(Brussels) The European Commissioner in charge of transport, Adina Valian, announced on Twitter, at around 17:15 GMT (1:15 pm ET), that the Ryanair plane that was hijacked by Belarus on Sunday afternoon “took off again immediately. From Minsk “to Lithuania.
It did not mention the fate of opposition activist Roman Protasevic, who was arrested after the plane made an emergency landing in Minsk. The European Union had called on Belarus to allow the plane to leave “with all its passengers.”
The Roman Commissioner simply said: “This is great news for everyone, especially for the families and friends of the people on board.”
The plane, a Boeing 737, was re-routed on a flight from Athens to Vilnius, capitals of two member states of the European Union and NATO.
“This is an unprecedented incident” and the European Union will not accept it from passengers [ses] Endangered airlines, “mI Valean, ensuring that he is in contact with Relevant International Organizations.
It is totally unacceptable.

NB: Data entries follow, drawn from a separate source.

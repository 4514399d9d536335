//! User domain model (admin-managed accounts)

use serde::{Deserialize, Serialize};

use super::result::{Error, Result};
use super::wire::{deserialize_id, deserialize_optional_u32};

/// Backend identifier of a user
pub type UserId = i64;

/// A user row as returned by `GET /users`
#[derive(Debug, Clone, PartialEq, Eq, Serialize, Deserialize)]
#[serde(rename_all = "camelCase")]
pub struct User {
    #[serde(deserialize_with = "deserialize_id")]
    pub id: UserId,
    #[serde(default)]
    pub first_name: Option<String>,
    #[serde(default)]
    pub last_name: Option<String>,
    /// Single-field name used by the registration endpoint
    #[serde(default)]
    pub name: Option<String>,
    #[serde(default, deserialize_with = "deserialize_optional_u32")]
    pub age: Option<u32>,
    pub email: String,
    #[serde(default)]
    pub role: Option<String>,
}

impl User {
    pub fn new(id: UserId, email: impl Into<String>) -> Self {
        Self {
            id,
            first_name: None,
            last_name: None,
            name: None,
            age: None,
            email: email.into(),
            role: None,
        }
    }

    /// First + last name, then the single name field, then the email
    pub fn display_name(&self) -> String {
        let parts: Vec<&str> = [self.first_name.as_deref(), self.last_name.as_deref()]
            .into_iter()
            .flatten()
            .map(str::trim)
            .filter(|s| !s.is_empty())
            .collect();
        if !parts.is_empty() {
            return parts.join(" ");
        }
        match self.name.as_deref().map(str::trim) {
            Some(name) if !name.is_empty() => name.to_string(),
            _ => self.email.clone(),
        }
    }
}

/// Fields submitted when creating or updating a user
#[derive(Debug, Clone, Default, PartialEq, Eq, Serialize)]
#[serde(rename_all = "camelCase")]
pub struct UserDraft {
    #[serde(skip_serializing_if = "Option::is_none")]
    pub first_name: Option<String>,
    #[serde(skip_serializing_if = "Option::is_none")]
    pub last_name: Option<String>,
    #[serde(skip_serializing_if = "Option::is_none")]
    pub age: Option<u32>,
    pub email: String,
    #[serde(skip_serializing_if = "Option::is_none")]
    pub role: Option<String>,
}

impl UserDraft {
    pub fn new(email: impl Into<String>) -> Self {
        Self {
            email: email.into(),
            ..Self::default()
        }
    }

    /// Start an edit from an existing row
    pub fn from_user(user: &User) -> Self {
        Self {
            first_name: user.first_name.clone(),
            last_name: user.last_name.clone(),
            age: user.age,
            email: user.email.clone(),
            role: user.role.clone(),
        }
    }

    pub fn validate(&self) -> Result<()> {
        let email = self.email.trim();
        if email.is_empty() {
            return Err(Error::validation("Email cannot be empty"));
        }
        if !email.contains('@') {
            return Err(Error::validation(format!("Invalid email address: {}", email)));
        }
        if let Some(age) = self.age {
            if age > 150 {
                return Err(Error::validation(format!("Invalid age: {}", age)));
            }
        }
        Ok(())
    }
}
//! Store API port
//!
//! One method per backend operation. Views and services only see this
//! trait; the HTTP adapter is one implementation, test fakes are another.

use crate::domain::result::Result;
use crate::domain::{
    Credentials, Product, ProductDraft, ProductId, ProductImage, Registration, SessionToken, User,
    UserDraft, UserId,
};

/// Remote storefront/admin backend
///
/// Implementations perform exactly one backend call per method: no
/// retries, no batching. Authenticated methods fail with
/// `Error::NotAuthenticated` before any I/O when no session token is stored.
pub trait StoreApi: Send + Sync {
    // === Auth ===

    /// Exchange credentials for a session token
    ///
    /// Does not persist the token; that is the caller's decision.
    fn login(&self, credentials: &Credentials) -> Result<SessionToken>;

    /// Create an account
    fn register(&self, registration: &Registration) -> Result<()>;

    // === Products ===

    fn list_products(&self) -> Result<Vec<Product>>;

    fn create_product(&self, draft: &ProductDraft) -> Result<()>;

    fn update_product(&self, id: ProductId, draft: &ProductDraft) -> Result<()>;

    fn delete_product(&self, id: ProductId) -> Result<()>;

    /// Binary image attached to a product
    fn product_image(&self, id: ProductId) -> Result<ProductImage>;

    // === Users ===

    fn list_users(&self) -> Result<Vec<User>>;

    fn create_user(&self, draft: &UserDraft) -> Result<()>;

    fn update_user(&self, id: UserId, draft: &UserDraft) -> Result<()>;

    fn delete_user(&self, id: UserId) -> Result<()>;
}
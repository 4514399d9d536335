//! Shopping cart
//!
//! Lines are kept in insertion order and never persisted. A line's quantity
//! is at least 1: removing the last unit removes the line.

use std::sync::{Arc, Mutex, MutexGuard};

use rust_decimal::Decimal;
use serde::Serialize;

use super::product::{Product, ProductId};

/// A product together with how many units were selected
#[derive(Debug, Clone, PartialEq, Serialize)]
pub struct CartLine {
    pub product: Product,
    pub quantity: u32,
}

impl CartLine {
    pub fn subtotal(&self) -> Decimal {
        self.product.price * Decimal::from(self.quantity)
    }
}

/// Items selected by the current user
#[derive(Debug, Clone, Default, PartialEq, Serialize)]
pub struct Cart {
    lines: Vec<CartLine>,
}

impl Cart {
    pub fn new() -> Self {
        Self::default()
    }

    /// Add one unit of `product`, merging with an existing line of the same id
    pub fn add(&mut self, product: Product) -> &[CartLine] {
        match self.lines.iter_mut().find(|line| line.product.id == product.id) {
            Some(line) => line.quantity = line.quantity.saturating_add(1),
            None => self.lines.push(CartLine {
                product,
                quantity: 1,
            }),
        }
        &self.lines
    }

    /// Remove one unit of `product_id`; unknown ids are ignored
    pub fn remove(&mut self, product_id: ProductId) -> &[CartLine] {
        if let Some(pos) = self.lines.iter().position(|line| line.product.id == product_id) {
            if self.lines[pos].quantity > 1 {
                self.lines[pos].quantity -= 1;
            } else {
                self.lines.remove(pos);
            }
        }
        &self.lines
    }

    pub fn lines(&self) -> &[CartLine] {
        &self.lines
    }

    pub fn quantity_of(&self, product_id: ProductId) -> u32 {
        self.lines
            .iter()
            .find(|line| line.product.id == product_id)
            .map_or(0, |line| line.quantity)
    }

    pub fn total_quantity(&self) -> u64 {
        self.lines.iter().map(|line| u64::from(line.quantity)).sum()
    }

    pub fn total_price(&self) -> Decimal {
        self.lines.iter().map(CartLine::subtotal).sum()
    }

    pub fn is_empty(&self) -> bool {
        self.lines.is_empty()
    }

    pub fn clear(&mut self) {
        self.lines.clear();
    }
}

/// Shared cart handed to every view of a session
///
/// Clones point at the same cart.
#[derive(Debug, Clone, Default)]
pub struct CartHandle {
    inner: Arc<Mutex<Cart>>,
}

impl CartHandle {
    pub fn new() -> Self {
        Self::default()
    }

    fn lock(&self) -> MutexGuard<'_, Cart> {
        // Cart mutations cannot panic halfway
        self.inner.lock().unwrap_or_else(|poisoned| poisoned.into_inner())
    }

    pub fn add(&self, product: Product) -> Vec<CartLine> {
        self.lock().add(product).to_vec()
    }

    pub fn remove(&self, product_id: ProductId) -> Vec<CartLine> {
        self.lock().remove(product_id).to_vec()
    }

    /// Current lines in insertion order
    pub fn snapshot(&self) -> Cart {
        self.lock().clone()
    }

    pub fn clear(&self) {
        self.lock().clear();
    }
}
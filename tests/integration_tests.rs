/// Integration tests for tidyd
///
/// These tests simulate real-world usage: files land in a watched folder,
/// notifications arrive, and the organizer files them under the destination.
///
/// Test categories:
/// 1. Basic organization workflows
/// 2. Name collisions
/// 3. Settling and skipped files
/// 4. Duplicate detection
/// 5. Configuration and filtering
/// 6. Batching and statistics
/// 7. Real-world scenarios
use chrono::{Duration as ChronoDuration, Utc};
use std::fs::{self, File};
use std::io::Write;
use std::path::{Path, PathBuf};
use std::time::{Duration, Instant};
use tempfile::TempDir;
use tidyd::config::{BatchingConfig, Config, MoverConfig, SettlingConfig};
use tidyd::{DirectoryWatcher, Organizer};

// ============================================================================
// Test Utilities
// ============================================================================

/// A test fixture with a watched `downloads/` folder and an `organized/`
/// destination inside one temporary directory.
struct TestFixture {
    temp_dir: TempDir,
    organizer: Organizer,
}

impl TestFixture {
    /// Create a fixture with the built-in categories and no waiting.
    fn new() -> Self {
        Self::with_config(|_| {})
    }

    /// Create a fixture after letting `adjust` tweak the instant config.
    fn with_config(adjust: impl FnOnce(&mut Config)) -> Self {
        let temp_dir = TempDir::new().expect("Failed to create temp directory");
        fs::create_dir(temp_dir.path().join("downloads")).expect("Failed to create source");

        let mut config = instant_config(temp_dir.path());
        adjust(&mut config);

        let organizer = Organizer::new(&config, config.category_table())
            .expect("Failed to build organizer")
            .with_start_time(Utc::now() - ChronoDuration::hours(1));

        TestFixture {
            temp_dir,
            organizer,
        }
    }

    fn source(&self) -> PathBuf {
        self.temp_dir.path().join("downloads")
    }

    fn organized(&self) -> PathBuf {
        self.temp_dir.path().join("organized")
    }

    /// Create a file with content in the watched folder.
    fn create_file(&self, name: &str, content: &[u8]) -> PathBuf {
        let file_path = self.source().join(name);
        let mut file = File::create(&file_path).expect("Failed to create file");
        file.write_all(content)
            .expect("Failed to write file content");
        file_path
    }

    /// Create a file and deliver its creation notification.
    fn drop_file(&mut self, name: &str, content: &[u8]) -> PathBuf {
        let path = self.create_file(name, content);
        self.organizer.on_event(&path, false);
        path
    }

    /// Assert that a file exists under the destination.
    fn assert_organized(&self, rel_path: &str) {
        let path = self.organized().join(rel_path);
        assert!(
            path.exists() && path.is_file(),
            "File should be organized: {}",
            path.display()
        );
    }

    /// Assert that a file is still in the watched folder.
    fn assert_in_source(&self, name: &str) {
        let path = self.source().join(name);
        assert!(path.is_file(), "File should stay in place: {}", path.display());
    }

    fn assert_not_in_source(&self, name: &str) {
        let path = self.source().join(name);
        assert!(!path.exists(), "File should have moved: {}", path.display());
    }

    /// List all organized files, relative to the destination.
    fn list_organized(&self) -> Vec<PathBuf> {
        let mut files = Vec::new();
        Self::walk_dir(&self.organized(), &mut files);
        let root = self.organized();
        let mut relative: Vec<PathBuf> = files
            .into_iter()
            .filter_map(|path| path.strip_prefix(&root).ok().map(Path::to_path_buf))
            .collect();
        relative.sort();
        relative
    }

    fn walk_dir(dir: &Path, files: &mut Vec<PathBuf>) {
        if let Ok(entries) = fs::read_dir(dir) {
            for entry in entries.flatten() {
                let path = entry.path();
                if path.is_file() {
                    files.push(path);
                } else if path.is_dir() {
                    Self::walk_dir(&path, files);
                }
            }
        }
    }
}

/// Config for `root` with every delay set to zero.
fn instant_config(root: &Path) -> Config {
    Config {
        destination: root.join("organized"),
        sources: vec![root.join("downloads")],
        batching: BatchingConfig {
            batch_interval_secs: 0,
            ..BatchingConfig::default()
        },
        settling: SettlingConfig {
            stability_delay_ms: 0,
            ..SettlingConfig::default()
        },
        mover: MoverConfig {
            retry_backoff_ms: 0,
            ..MoverConfig::default()
        },
        ..Config::default()
    }
}

// ============================================================================
// Test Data: Realistic File Content
// ============================================================================

/// PNG file header (minimal, just enough to be detected as PNG)
const PNG_HEADER: &[u8] = &[
    0x89, 0x50, 0x4E, 0x47, 0x0D, 0x0A, 0x1A, 0x0A, // PNG signature
    0x00, 0x00, 0x00, 0x0D, 0x49, 0x48, 0x44, 0x52, // IHDR chunk
    0x00, 0x00, 0x00, 0x01, 0x00, 0x00, 0x00, 0x01, // 1x1 image
    0x08, 0x02, 0x00, 0x00, 0x00, 0x90, 0x77, 0x53, // bit depth, color
    0xDE,
];

/// JPEG file header (minimal)
const JPEG_HEADER: &[u8] = &[
    0xFF, 0xD8, 0xFF, 0xE0, // JPEG SOI and APP0 marker
    0x00, 0x10, 0x4A, 0x46, 0x49, 0x46, 0x00, 0x01, // JFIF signature
    0x01, 0x00, 0x00, 0x01, 0x00, 0x01, 0x00, 0x00,
];

/// PDF file header (minimal)
const PDF_HEADER: &[u8] = b"%PDF-1.4\n%\xE2\xE3\xCF\xD3\n";

/// ZIP file header (minimal)
const ZIP_HEADER: &[u8] = &[0x50, 0x4B, 0x03, 0x04, 0x14, 0x00, 0x00, 0x00];

// ============================================================================
// Test Suite 1: Basic Organization
// ============================================================================

#[test]
fn test_single_image_is_filed() {
    let mut fixture = TestFixture::new();
    fixture.drop_file("photo.jpg", JPEG_HEADER);

    fixture.assert_organized("Images/photo.jpg");
    fixture.assert_not_in_source("photo.jpg");
}

#[test]
fn test_mixed_file_types() {
    let mut fixture = TestFixture::new();
    fixture.drop_file("report.pdf", PDF_HEADER);
    fixture.drop_file("song.mp3", b"ID3");
    fixture.drop_file("clip.mkv", b"matroska");
    fixture.drop_file("setup.exe", b"MZ");

    fixture.assert_organized("Documents/report.pdf");
    fixture.assert_organized("Audio/song.mp3");
    fixture.assert_organized("Videos/clip.mkv");
    fixture.assert_organized("Installers/setup.exe");
}

#[test]
fn test_compound_extension_goes_to_archives() {
    let mut fixture = TestFixture::new();
    fixture.drop_file("report.tar.gz", b"gzip bytes");

    fixture.assert_organized("Archives/report.tar.gz");
}

#[test]
fn test_unknown_and_missing_extensions_go_to_others() {
    let mut fixture = TestFixture::new();
    fixture.drop_file("notes.xyz", b"?");
    fixture.drop_file("README", b"plain");

    fixture.assert_organized("Others/notes.xyz");
    fixture.assert_organized("Others/README");
}

#[test]
fn test_mixed_case_extension() {
    let mut fixture = TestFixture::new();
    fixture.drop_file("SCAN.PDF", PDF_HEADER);

    fixture.assert_organized("Documents/SCAN.PDF");
}

#[test]
fn test_content_preserved() {
    let mut fixture = TestFixture::new();
    let content = b"The quick brown fox jumps over the lazy dog";
    fixture.drop_file("story.txt", content);

    let moved = fs::read(fixture.organized().join("Documents/story.txt")).unwrap();
    assert_eq!(moved, content);
}

#[test]
fn test_special_characters_in_filename() {
    let mut fixture = TestFixture::new();
    fixture.drop_file("résumé (final) [v2].pdf", PDF_HEADER);

    fixture.assert_organized("Documents/résumé (final) [v2].pdf");
}

#[test]
fn test_prepare_destination_creates_category_folders() {
    let fixture = TestFixture::new();
    fixture.organizer.prepare_destination().unwrap();

    for folder in [
        "Images",
        "Documents",
        "Videos",
        "Audio",
        "Archives",
        "Installers",
        "Others",
    ] {
        assert!(
            fixture.organized().join(folder).is_dir(),
            "{folder} should exist"
        );
    }
}

// ============================================================================
// Test Suite 2: Name Collisions
// ============================================================================

#[test]
fn test_same_name_twice_gets_counter_suffix() {
    let mut fixture = TestFixture::new();
    fixture.drop_file("photo.jpg", b"first photo");
    fixture.drop_file("photo.jpg", b"second photo");

    fixture.assert_organized("Images/photo.jpg");
    fixture.assert_organized("Images/photo_1.jpg");
    assert_eq!(
        fs::read(fixture.organized().join("Images/photo.jpg")).unwrap(),
        b"first photo"
    );
    assert_eq!(
        fs::read(fixture.organized().join("Images/photo_1.jpg")).unwrap(),
        b"second photo"
    );
}
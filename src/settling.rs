//! Readiness checks for freshly observed files.
//!
//! A browser download or an archive extraction produces a burst of events
//! while the file is still growing. Moving it then would break the writer,
//! so every event goes through two stages:
//!
//! 1. [`SettlingDetector::admit`] rejects events that can never be moved
//!    (directories, temp suffixes, vanished paths, files older than the
//!    organizer) and records the current size.
//! 2. [`SettlingDetector::check`] is called on later ticks. The file is
//!    ready once its size stayed the same across consecutive reads spaced
//!    `stability_delay` apart. The wait lives in [`PendingFile`] rather than
//!    in a sleeping thread.

use crate::config::SettlingConfig;
use crate::event::WatchEvent;
use chrono::{DateTime, Utc};
use std::fmt;
use std::fs::{self, File, Metadata};
use std::io::{self, Read};
use std::path::{Path, PathBuf};
use std::time::{Duration, Instant};

/// Why an event was dropped without moving the file.
#[derive(Debug, Clone, PartialEq, Eq)]
pub enum SkipReason {
    /// The event refers to a directory.
    Directory,
    /// The path still carries an in-progress download suffix.
    TempFile,
    /// The path no longer exists.
    Vanished,
    /// The file was created before the organizer started.
    PreExisting,
    /// The size kept changing past the retry bound.
    StillWriting,
    /// The file exists but could not be inspected.
    Inaccessible(String),
}

impl fmt::Display for SkipReason {
    fn fmt(&self, f: &mut fmt::Formatter<'_>) -> fmt::Result {
        match self {
            SkipReason::Directory => write!(f, "is a directory"),
            SkipReason::TempFile => write!(f, "temporary download file"),
            SkipReason::Vanished => write!(f, "file no longer exists"),
            SkipReason::PreExisting => write!(f, "file predates organizer start"),
            SkipReason::StillWriting => write!(f, "file still being written"),
            SkipReason::Inaccessible(reason) => write!(f, "cannot inspect file: {reason}"),
        }
    }
}

/// Outcome of a stability check.
#[derive(Debug, Clone, PartialEq, Eq)]
pub enum Readiness {
    /// Safe to move now.
    Ready,
    /// Check again on a later tick.
    Wait,
    /// Drop the file for good.
    Skip(SkipReason),
}

/// A file waiting to settle.
#[derive(Debug, Clone)]
pub struct PendingFile {
    pub path: PathBuf,
    pub observed_at: DateTime<Utc>,
    last_size: u64,
    attempts: u32,
    stable_reads: u32,
    next_check: Instant,
}

impl PendingFile {
    /// Size seen at the latest read.
    pub fn last_size(&self) -> u64 {
        self.last_size
    }

    /// Number of size changes seen so far.
    pub fn attempts(&self) -> u32 {
        self.attempts
    }

    /// When the next read is due.
    pub fn next_check(&self) -> Instant {
        self.next_check
    }
}

/// Decides whether observed files are finished.
#[derive(Debug, Clone)]
pub struct SettlingDetector {
    started_at: DateTime<Utc>,
    temp_suffixes: Vec<String>,
    stability_delay: Duration,
    max_attempts: u32,
    large_file_threshold: u64,
    require_readable: bool,
}

impl SettlingDetector {
    /// Creates a detector. Files created before `started_at` are never admitted.
    pub fn new(config: &SettlingConfig, started_at: DateTime<Utc>) -> Self {
        Self {
            started_at,
            temp_suffixes: config.temp_suffixes.clone(),
            stability_delay: config.stability_delay(),
            max_attempts: config.max_attempts,
            large_file_threshold: config.large_file_threshold,
            require_readable: config.require_readable,
        }
    }

    /// Same checks, different start time.
    pub fn with_started_at(mut self, started_at: DateTime<Utc>) -> Self {
        self.started_at = started_at;
        self
    }

    pub fn started_at(&self) -> DateTime<Utc> {
        self.started_at
    }

    /// True if the path ends with one of the temp suffixes (case-sensitive).
    pub fn is_temp_path(&self, path: &Path) -> bool {
        has_temp_suffix(path, &self.temp_suffixes)
    }

    /// First-stage checks, run once per drained event.
    pub fn admit(&self, event: &WatchEvent, now: Instant) -> Result<PendingFile, SkipReason> {
        if event.is_directory {
            return Err(SkipReason::Directory);
        }
        if self.is_temp_path(&event.path) {
            return Err(SkipReason::TempFile);
        }

        let metadata = stat(&event.path)?;
        if metadata.is_dir() {
            return Err(SkipReason::Directory);
        }

        if let Some(created) = creation_time(&metadata)
            && created < self.started_at
        {
            return Err(SkipReason::PreExisting);
        }

        Ok(PendingFile {
            path: event.path.clone(),
            observed_at: event.observed_at,
            last_size: metadata.len(),
            attempts: 0,
            stable_reads: 0,
            next_check: now + self.stability_delay,
        })
    }

    /// Re-reads the file if its check is due.
    pub fn check(&self, pending: &mut PendingFile, now: Instant) -> Readiness {
        if now < pending.next_check {
            return Readiness::Wait;
        }

        let metadata = match stat(&pending.path) {
            Ok(metadata) => metadata,
            Err(reason) => return Readiness::Skip(reason),
        };
        let size = metadata.len();

        let unchanged = size == pending.last_size
            && (!self.require_readable || is_readable(&pending.path));

        if unchanged {
            pending.stable_reads += 1;
            if pending.stable_reads >= self.required_stable_reads(size) {
                return Readiness::Ready;
            }
        } else {
            pending.attempts += 1;
            pending.stable_reads = 0;
            pending.last_size = size;
            if pending.attempts > self.max_attempts {
                return Readiness::Skip(SkipReason::StillWriting);
            }
        }

        pending.next_check = now + self.stability_delay;
        Readiness::Wait
    }

    /// Large files get one extra settle period for slow flushes.
    fn required_stable_reads(&self, size: u64) -> u32 {
        if size > self.large_file_threshold { 2 } else { 1 }
    }
}

/// Checks a path against a list of temp suffixes.
pub(crate) fn has_temp_suffix(path: &Path, suffixes: &[String]) -> bool {
    let name = path.to_string_lossy();
    suffixes.iter().any(|suffix| name.ends_with(suffix.as_str()))
}

fn stat(path: &Path) -> Result<Metadata, SkipReason> {
    fs::metadata(path).map_err(|e| match e.kind() {
        io::ErrorKind::NotFound => SkipReason::Vanished,
        _ => SkipReason::Inaccessible(e.to_string()),
    })
}

/// Birth time where the platform records it, modification time otherwise.
fn creation_time(metadata: &Metadata) -> Option<DateTime<Utc>> {
    metadata
        .created()
        .or_else(|_| metadata.modified())
        .ok()
        .map(DateTime::<Utc>::from)
}

/// A one-byte read succeeds (or the file is empty).
fn is_readable(path: &Path) -> bool {
    let mut buf = [0u8; 1];
    File::open(path)
        .and_then(|mut file| file.read(&mut buf))
        .is_ok()
}
//! Filesystem notifications as seen by the organizer.
//!
//! The watcher adapter turns each raw notification into a [`WatchEvent`];
//! everything downstream works with this concrete type only.
use chrono::{DateTime, Utc};
use std::path::PathBuf;

/// A single "created" or "modified" notification for a path.
#[derive(Debug, Clone, PartialEq, Eq)]
pub struct WatchEvent {
    /// The path the notification was raised for.
    pub path: PathBuf,
    /// Whether the path referred to a directory when the event was raised.
    pub is_directory: bool,
    /// When the organizer received the notification.
    pub observed_at: DateTime<Utc>,
}

impl WatchEvent {
    /// Creates an event stamped with the current time.
    pub fn new(path: impl Into<PathBuf>, is_directory: bool) -> Self {
        Self {
            path: path.into(),
            is_directory,
            observed_at: Utc::now(),
        }
    }

    /// Returns the final path component for display, replacing invalid
    /// UTF-8 lossily. Moves use the raw name from the path.
    pub fn file_name(&self) -> Option<String> {
        self.path
            .file_name()
            .map(|name| name.to_string_lossy().into_owned())
    }
}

European Union Foreign Minister Josep Borrell replied, “We hold the government of Belarus responsible for the safety of all passengers and aircraft.”
In separate letters, Josep Borrell, European Commission President Ursula von der Leyen and European Council President Charles Michel all called on Minsk to allow “all passengers” to continue their journey.
“We will have to bear all the consequences of violations of international air transport rules,” Al-Sayyid warned.I von der Leyen, while Charles Michel called for an investigation by the International Civil Aviation Organization (ICAO).
The heads of state and government of the 27 EU countries will meet Monday and Tuesday in Brussels for a summit where a series of international issues and the climate issue must be addressed.
Joseph Borrell announced on May 10 that the European Union was preparing new sanctions against Belarus, and he hoped that they would be adopted “in the coming weeks” – sanctions that would require consensus among member states.
The European Union decided at the end of February to extend the sanctions imposed on the President of Belarus Alexander Lukashenko as well as on members of his regime involved in the suppression of the stabbing of the presidential elections on August 9, 2020, until February 28, 2022., which Brussels ruled as “fraudulent”.
Despite European and American sanctions targeting Alexander Lukashenko and senior officials in his government, the Belarusian president, with the support of Moscow, did not make any serious sign of a settlement in the face of the protest movement, on the contrary, an escalation of repression.